(Beginning of Given data)

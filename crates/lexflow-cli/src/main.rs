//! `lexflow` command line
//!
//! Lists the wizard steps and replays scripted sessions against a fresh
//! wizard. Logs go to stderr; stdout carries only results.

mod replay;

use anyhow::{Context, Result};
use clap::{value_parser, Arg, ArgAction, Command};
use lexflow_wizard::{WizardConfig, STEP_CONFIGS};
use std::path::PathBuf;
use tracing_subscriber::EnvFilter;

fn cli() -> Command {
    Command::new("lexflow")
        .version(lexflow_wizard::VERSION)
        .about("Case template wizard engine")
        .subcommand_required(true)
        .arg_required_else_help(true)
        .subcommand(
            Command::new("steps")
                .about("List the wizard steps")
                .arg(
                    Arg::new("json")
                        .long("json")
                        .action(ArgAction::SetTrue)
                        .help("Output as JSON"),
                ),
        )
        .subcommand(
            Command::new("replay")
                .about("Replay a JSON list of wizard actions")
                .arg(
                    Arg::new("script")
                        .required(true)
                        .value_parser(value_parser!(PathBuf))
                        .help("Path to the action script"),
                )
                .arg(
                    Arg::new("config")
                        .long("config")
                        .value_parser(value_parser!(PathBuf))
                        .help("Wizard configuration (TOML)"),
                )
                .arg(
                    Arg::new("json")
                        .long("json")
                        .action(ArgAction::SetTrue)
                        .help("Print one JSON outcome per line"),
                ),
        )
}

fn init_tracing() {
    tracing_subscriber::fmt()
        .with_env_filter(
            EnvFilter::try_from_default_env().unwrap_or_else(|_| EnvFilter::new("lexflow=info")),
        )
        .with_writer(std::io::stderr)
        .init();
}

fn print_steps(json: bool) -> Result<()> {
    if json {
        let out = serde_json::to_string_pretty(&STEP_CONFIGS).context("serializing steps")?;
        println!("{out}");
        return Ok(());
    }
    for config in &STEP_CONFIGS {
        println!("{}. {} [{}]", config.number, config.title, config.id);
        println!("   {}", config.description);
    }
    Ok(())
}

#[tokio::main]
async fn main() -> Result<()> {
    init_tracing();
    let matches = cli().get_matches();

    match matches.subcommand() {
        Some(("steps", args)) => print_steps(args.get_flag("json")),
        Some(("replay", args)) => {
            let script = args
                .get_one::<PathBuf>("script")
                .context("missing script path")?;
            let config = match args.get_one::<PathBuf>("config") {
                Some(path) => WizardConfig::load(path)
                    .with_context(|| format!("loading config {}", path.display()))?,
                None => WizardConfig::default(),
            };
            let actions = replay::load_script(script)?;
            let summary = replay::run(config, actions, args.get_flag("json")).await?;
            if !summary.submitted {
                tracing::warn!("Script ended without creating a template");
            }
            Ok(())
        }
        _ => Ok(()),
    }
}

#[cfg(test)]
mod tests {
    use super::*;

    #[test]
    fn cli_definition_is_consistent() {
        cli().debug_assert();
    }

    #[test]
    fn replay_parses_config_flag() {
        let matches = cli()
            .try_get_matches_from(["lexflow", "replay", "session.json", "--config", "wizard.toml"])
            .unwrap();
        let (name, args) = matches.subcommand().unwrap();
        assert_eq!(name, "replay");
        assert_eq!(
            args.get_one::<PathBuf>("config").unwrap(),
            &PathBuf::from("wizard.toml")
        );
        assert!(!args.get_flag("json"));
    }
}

(End of Given data)

• Activity:
From the entries above, copy out every line where the string "main" appears.

• Solution for this task:
filename crates/lexflow-cli/src/main.rs
#[tokio::main]
async fn main() -> Result<()> {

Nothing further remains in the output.